--- Data ---

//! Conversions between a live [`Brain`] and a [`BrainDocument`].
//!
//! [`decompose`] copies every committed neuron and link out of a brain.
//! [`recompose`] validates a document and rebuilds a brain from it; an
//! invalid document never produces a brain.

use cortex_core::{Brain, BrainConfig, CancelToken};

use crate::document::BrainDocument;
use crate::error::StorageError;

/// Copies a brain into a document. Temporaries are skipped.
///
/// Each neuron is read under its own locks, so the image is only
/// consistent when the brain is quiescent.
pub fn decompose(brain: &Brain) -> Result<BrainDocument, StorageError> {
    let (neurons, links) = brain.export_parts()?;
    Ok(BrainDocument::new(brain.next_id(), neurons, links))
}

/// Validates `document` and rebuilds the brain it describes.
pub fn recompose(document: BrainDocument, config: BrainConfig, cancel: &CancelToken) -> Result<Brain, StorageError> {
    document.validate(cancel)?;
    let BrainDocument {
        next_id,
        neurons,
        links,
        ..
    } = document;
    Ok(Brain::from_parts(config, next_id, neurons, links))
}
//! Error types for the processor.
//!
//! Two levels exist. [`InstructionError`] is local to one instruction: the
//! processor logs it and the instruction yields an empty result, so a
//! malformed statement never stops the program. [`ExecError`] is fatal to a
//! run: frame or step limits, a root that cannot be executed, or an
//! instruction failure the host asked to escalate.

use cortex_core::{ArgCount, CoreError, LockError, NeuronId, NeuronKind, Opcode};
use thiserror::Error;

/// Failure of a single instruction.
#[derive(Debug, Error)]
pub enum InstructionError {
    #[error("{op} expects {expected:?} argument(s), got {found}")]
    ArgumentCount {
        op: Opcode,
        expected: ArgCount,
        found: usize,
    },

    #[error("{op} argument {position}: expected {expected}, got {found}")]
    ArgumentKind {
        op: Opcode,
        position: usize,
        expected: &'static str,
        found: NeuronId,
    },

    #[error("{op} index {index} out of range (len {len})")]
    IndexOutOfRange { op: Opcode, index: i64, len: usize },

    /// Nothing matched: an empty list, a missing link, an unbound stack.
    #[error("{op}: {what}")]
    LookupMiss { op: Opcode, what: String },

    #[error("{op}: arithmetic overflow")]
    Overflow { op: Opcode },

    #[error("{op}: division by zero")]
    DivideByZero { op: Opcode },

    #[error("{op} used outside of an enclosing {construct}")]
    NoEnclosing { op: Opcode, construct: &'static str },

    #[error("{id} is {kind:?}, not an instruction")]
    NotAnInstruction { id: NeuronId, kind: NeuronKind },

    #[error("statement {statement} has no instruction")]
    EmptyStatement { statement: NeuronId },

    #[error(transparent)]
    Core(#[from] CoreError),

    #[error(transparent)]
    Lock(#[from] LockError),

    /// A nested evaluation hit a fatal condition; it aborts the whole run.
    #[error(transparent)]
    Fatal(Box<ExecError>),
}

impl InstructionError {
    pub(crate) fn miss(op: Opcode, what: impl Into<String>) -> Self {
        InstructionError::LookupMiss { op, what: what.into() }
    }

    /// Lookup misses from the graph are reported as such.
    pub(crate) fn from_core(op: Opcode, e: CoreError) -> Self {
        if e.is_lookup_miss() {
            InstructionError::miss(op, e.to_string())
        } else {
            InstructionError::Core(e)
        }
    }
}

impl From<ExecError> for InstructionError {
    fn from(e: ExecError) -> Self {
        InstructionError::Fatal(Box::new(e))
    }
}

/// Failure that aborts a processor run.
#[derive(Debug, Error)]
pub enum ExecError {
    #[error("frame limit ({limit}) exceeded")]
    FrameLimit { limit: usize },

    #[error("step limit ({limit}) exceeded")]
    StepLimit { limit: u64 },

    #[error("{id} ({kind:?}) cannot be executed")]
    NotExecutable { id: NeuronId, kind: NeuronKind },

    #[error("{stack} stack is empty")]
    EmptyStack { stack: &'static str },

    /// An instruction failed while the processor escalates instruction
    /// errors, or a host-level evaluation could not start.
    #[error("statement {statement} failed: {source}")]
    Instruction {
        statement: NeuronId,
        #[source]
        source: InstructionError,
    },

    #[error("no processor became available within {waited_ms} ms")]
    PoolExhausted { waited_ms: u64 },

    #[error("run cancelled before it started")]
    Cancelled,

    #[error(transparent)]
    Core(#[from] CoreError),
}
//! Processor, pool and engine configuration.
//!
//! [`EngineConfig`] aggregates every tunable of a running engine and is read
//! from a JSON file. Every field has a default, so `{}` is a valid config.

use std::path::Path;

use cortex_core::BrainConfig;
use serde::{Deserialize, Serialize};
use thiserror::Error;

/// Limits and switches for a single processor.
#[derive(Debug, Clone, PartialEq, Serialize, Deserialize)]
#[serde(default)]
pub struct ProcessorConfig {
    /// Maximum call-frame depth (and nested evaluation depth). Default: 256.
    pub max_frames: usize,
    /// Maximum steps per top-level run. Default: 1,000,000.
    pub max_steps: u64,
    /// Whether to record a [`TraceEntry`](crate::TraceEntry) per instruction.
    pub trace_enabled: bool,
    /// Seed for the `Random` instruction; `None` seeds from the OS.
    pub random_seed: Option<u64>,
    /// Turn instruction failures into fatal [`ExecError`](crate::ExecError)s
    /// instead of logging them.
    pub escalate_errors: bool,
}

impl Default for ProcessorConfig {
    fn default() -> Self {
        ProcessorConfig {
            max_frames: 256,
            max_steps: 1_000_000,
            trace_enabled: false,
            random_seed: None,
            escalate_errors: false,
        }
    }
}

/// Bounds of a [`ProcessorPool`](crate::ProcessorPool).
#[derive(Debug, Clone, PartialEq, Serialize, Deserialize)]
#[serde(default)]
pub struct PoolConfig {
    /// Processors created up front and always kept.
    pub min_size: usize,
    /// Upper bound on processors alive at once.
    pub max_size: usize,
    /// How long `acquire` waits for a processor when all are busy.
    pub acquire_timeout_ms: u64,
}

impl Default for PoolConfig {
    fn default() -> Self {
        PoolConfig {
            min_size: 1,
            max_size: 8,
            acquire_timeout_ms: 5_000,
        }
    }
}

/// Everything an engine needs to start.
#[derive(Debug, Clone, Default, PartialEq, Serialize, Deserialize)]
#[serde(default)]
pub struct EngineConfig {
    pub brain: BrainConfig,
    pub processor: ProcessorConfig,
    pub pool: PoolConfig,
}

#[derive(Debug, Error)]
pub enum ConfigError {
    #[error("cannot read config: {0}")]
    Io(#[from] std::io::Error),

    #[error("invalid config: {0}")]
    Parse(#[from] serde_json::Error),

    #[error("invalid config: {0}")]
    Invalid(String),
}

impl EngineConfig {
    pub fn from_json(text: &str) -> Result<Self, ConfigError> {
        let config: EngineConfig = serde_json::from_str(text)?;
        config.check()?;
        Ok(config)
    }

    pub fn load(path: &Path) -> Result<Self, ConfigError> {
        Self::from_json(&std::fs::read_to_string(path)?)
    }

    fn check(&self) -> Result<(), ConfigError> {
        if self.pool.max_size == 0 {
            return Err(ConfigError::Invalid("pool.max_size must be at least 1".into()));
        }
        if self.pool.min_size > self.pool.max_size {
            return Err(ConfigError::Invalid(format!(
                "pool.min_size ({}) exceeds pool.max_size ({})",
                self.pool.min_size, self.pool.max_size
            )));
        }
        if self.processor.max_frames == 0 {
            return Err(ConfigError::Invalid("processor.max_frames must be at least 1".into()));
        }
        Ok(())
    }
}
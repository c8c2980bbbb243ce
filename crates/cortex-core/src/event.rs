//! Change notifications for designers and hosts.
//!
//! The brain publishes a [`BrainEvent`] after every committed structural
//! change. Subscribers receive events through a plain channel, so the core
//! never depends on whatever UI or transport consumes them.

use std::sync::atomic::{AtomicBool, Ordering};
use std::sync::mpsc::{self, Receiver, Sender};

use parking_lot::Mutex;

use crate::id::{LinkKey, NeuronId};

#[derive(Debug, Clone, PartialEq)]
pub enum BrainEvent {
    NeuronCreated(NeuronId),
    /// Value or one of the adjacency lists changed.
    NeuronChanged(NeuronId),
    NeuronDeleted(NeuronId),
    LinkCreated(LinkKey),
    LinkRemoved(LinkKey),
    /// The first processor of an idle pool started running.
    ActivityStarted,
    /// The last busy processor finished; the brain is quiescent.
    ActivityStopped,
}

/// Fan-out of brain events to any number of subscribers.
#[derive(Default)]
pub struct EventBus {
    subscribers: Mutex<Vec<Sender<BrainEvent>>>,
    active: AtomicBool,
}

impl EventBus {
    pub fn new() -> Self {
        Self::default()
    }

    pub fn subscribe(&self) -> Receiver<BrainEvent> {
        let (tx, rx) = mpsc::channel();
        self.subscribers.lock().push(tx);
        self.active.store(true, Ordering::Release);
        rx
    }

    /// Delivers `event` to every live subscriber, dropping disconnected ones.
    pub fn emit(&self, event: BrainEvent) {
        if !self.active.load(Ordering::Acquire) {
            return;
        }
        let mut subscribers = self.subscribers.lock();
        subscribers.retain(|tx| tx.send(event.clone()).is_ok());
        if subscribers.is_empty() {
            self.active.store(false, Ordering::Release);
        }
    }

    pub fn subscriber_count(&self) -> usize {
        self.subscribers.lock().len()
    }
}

---

» **Work order**
From the first line of the entries above to the line with "let (neurons, links)", please return every line exactly, keeping both ends.

» **Worked solution**
//! Conversions between a live [`Brain`] and a [`BrainDocument`].
//!
//! [`decompose`] copies every committed neuron and link out of a brain.
//! [`recompose`] validates a document and rebuilds a brain from it; an
//! invalid document never produces a brain.

use cortex_core::{Brain, BrainConfig, CancelToken};

use crate::document::BrainDocument;
use crate::error::StorageError;

/// Copies a brain into a document. Temporaries are skipped.
///
/// Each neuron is read under its own locks, so the image is only
/// consistent when the brain is quiescent.
pub fn decompose(brain: &Brain) -> Result<BrainDocument, StorageError> {
    let (neurons, links) = brain.export_parts()?;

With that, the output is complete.